● Provided material
# # # # #
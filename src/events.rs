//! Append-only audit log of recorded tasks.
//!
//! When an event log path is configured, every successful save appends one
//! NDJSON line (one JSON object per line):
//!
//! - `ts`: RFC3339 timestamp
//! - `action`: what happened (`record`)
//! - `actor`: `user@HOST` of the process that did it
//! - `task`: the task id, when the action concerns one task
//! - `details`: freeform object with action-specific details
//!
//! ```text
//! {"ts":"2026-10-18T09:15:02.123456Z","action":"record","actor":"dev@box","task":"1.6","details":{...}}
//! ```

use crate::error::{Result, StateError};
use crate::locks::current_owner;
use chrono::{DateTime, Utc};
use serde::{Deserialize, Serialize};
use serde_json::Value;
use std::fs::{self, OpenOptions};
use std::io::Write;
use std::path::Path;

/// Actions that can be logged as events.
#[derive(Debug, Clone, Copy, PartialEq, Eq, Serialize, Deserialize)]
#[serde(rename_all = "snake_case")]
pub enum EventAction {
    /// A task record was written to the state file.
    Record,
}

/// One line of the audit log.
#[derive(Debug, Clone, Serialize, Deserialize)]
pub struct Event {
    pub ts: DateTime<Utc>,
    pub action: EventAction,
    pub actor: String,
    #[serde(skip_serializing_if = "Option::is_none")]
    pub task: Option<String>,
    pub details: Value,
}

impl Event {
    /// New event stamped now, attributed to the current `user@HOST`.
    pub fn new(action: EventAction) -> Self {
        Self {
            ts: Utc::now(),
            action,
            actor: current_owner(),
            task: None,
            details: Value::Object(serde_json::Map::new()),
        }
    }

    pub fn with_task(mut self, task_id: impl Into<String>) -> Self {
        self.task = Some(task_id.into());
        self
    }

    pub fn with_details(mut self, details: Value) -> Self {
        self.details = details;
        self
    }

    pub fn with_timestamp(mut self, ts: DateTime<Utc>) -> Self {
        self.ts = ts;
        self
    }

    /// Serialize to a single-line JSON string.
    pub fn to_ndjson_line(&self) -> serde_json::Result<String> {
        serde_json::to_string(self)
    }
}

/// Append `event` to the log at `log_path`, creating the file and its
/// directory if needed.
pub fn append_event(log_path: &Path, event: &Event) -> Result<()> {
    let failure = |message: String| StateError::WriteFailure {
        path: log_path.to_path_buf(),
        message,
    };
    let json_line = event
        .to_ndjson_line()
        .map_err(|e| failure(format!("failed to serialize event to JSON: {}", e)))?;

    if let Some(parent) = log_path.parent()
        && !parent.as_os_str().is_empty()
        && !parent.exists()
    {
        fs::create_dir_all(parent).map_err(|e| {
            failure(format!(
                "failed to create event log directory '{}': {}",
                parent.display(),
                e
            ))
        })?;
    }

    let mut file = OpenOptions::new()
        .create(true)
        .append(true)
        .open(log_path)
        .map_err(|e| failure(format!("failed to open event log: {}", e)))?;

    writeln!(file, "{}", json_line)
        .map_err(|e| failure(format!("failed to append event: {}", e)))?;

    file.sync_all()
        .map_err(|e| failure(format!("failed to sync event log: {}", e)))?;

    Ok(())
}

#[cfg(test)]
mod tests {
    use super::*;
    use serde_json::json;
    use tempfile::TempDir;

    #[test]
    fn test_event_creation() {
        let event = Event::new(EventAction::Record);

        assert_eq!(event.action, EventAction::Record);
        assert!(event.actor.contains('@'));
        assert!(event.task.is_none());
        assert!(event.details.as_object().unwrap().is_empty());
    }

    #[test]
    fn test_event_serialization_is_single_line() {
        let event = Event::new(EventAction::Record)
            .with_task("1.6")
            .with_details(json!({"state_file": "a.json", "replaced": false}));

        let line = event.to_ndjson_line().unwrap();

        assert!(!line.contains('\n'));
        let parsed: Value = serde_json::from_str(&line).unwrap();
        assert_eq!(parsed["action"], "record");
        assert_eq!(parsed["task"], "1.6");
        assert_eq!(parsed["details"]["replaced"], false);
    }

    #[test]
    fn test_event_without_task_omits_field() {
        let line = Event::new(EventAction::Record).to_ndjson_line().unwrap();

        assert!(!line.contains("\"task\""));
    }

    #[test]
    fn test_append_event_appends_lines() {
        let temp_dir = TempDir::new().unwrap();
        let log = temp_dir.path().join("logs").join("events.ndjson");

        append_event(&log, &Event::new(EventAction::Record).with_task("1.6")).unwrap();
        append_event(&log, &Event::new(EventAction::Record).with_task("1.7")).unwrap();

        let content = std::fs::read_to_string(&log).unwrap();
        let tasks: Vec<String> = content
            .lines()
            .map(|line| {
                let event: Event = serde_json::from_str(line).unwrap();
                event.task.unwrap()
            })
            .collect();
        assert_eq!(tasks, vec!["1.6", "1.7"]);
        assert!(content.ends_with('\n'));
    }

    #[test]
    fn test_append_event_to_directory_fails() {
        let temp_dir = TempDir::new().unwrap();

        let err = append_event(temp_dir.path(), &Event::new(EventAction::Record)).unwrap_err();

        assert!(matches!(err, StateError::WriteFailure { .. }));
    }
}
# # # # #
Write the records out once more. Change nothing.

filename src/events.rs
//! Append-only audit log of recorded tasks.
//!
//! When an event log path is configured, every successful save appends one
//! NDJSON line (one JSON object per line):
//!
//! - `ts`: RFC3339 timestamp
//! - `action`: what happened (`record`)
//! - `actor`: `user@HOST` of the process that did it
//! - `task`: the task id, when the action concerns one task
//! - `details`: freeform object with action-specific details
//!
//! ```text
//! {"ts":"2026-10-18T09:15:02.123456Z","action":"record","actor":"dev@box","task":"1.6","details":{...}}
//! ```

use crate::error::{Result, StateError};
use crate::locks::current_owner;
use chrono::{DateTime, Utc};
use serde::{Deserialize, Serialize};
use serde_json::Value;
use std::fs::{self, OpenOptions};
use std::io::Write;
use std::path::Path;

/// Actions that can be logged as events.
#[derive(Debug, Clone, Copy, PartialEq, Eq, Serialize, Deserialize)]
#[serde(rename_all = "snake_case")]
pub enum EventAction {
    /// A task record was written to the state file.
    Record,
}

/// One line of the audit log.
#[derive(Debug, Clone, Serialize, Deserialize)]
pub struct Event {
    pub ts: DateTime<Utc>,
    pub action: EventAction,
    pub actor: String,
    #[serde(skip_serializing_if = "Option::is_none")]
    pub task: Option<String>,
    pub details: Value,
}

impl Event {
    /// New event stamped now, attributed to the current `user@HOST`.
    pub fn new(action: EventAction) -> Self {
        Self {
            ts: Utc::now(),
            action,
            actor: current_owner(),
            task: None,
            details: Value::Object(serde_json::Map::new()),
        }
    }

    pub fn with_task(mut self, task_id: impl Into<String>) -> Self {
        self.task = Some(task_id.into());
        self
    }

    pub fn with_details(mut self, details: Value) -> Self {
        self.details = details;
        self
    }

    pub fn with_timestamp(mut self, ts: DateTime<Utc>) -> Self {
        self.ts = ts;
        self
    }

    /// Serialize to a single-line JSON string.
    pub fn to_ndjson_line(&self) -> serde_json::Result<String> {
        serde_json::to_string(self)
    }
}

/// Append `event` to the log at `log_path`, creating the file and its
/// directory if needed.
pub fn append_event(log_path: &Path, event: &Event) -> Result<()> {
    let failure = |message: String| StateError::WriteFailure {
        path: log_path.to_path_buf(),
        message,
    };
    let json_line = event
        .to_ndjson_line()
        .map_err(|e| failure(format!("failed to serialize event to JSON: {}", e)))?;

    if let Some(parent) = log_path.parent()
        && !parent.as_os_str().is_empty()
        && !parent.exists()
    {
        fs::create_dir_all(parent).map_err(|e| {
            failure(format!(
                "failed to create event log directory '{}': {}",
                parent.display(),
                e
            ))
        })?;
    }

    let mut file = OpenOptions::new()
        .create(true)
        .append(true)
        .open(log_path)
        .map_err(|e| failure(format!("failed to open event log: {}", e)))?;

    writeln!(file, "{}", json_line)
        .map_err(|e| failure(format!("failed to append event: {}", e)))?;

    file.sync_all()
        .map_err(|e| failure(format!("failed to sync event log: {}", e)))?;

    Ok(())
}

#[cfg(test)]
mod tests {
    use super::*;
    use serde_json::json;
    use tempfile::TempDir;

    #[test]
    fn test_event_creation() {
        let event = Event::new(EventAction::Record);

        assert_eq!(event.action, EventAction::Record);
        assert!(event.actor.contains('@'));
        assert!(event.task.is_none());
        assert!(event.details.as_object().unwrap().is_empty());
    }

    #[test]
    fn test_event_serialization_is_single_line() {
        let event = Event::new(EventAction::Record)
            .with_task("1.6")
            .with_details(json!({"state_file": "a.json", "replaced": false}));

        let line = event.to_ndjson_line().unwrap();

        assert!(!line.contains('\n'));
        let parsed: Value = serde_json::from_str(&line).unwrap();
        assert_eq!(parsed["action"], "record");
        assert_eq!(parsed["task"], "1.6");
        assert_eq!(parsed["details"]["replaced"], false);
    }

    #[test]
    fn test_event_without_task_omits_field() {
        let line = Event::new(EventAction::Record).to_ndjson_line().unwrap();

        assert!(!line.contains("\"task\""));
    }

    #[test]
    fn test_append_event_appends_lines() {
        let temp_dir = TempDir::new().unwrap();
        let log = temp_dir.path().join("logs").join("events.ndjson");

        append_event(&log, &Event::new(EventAction::Record).with_task("1.6")).unwrap();
        append_event(&log, &Event::new(EventAction::Record).with_task("1.7")).unwrap();

        let content = std::fs::read_to_string(&log).unwrap();
        let tasks: Vec<String> = content
            .lines()
            .map(|line| {
                let event: Event = serde_json::from_str(line).unwrap();
                event.task.unwrap()
            })
            .collect();
        assert_eq!(tasks, vec!["1.6", "1.7"]);
        assert!(content.ends_with('\n'));
    }

    #[test]
    fn test_append_event_to_directory_fails() {
        let temp_dir = TempDir::new().unwrap();

        let err = append_event(temp_dir.path(), &Event::new(EventAction::Record)).unwrap_err();

        assert!(matches!(err, StateError::WriteFailure { .. }));
    }
}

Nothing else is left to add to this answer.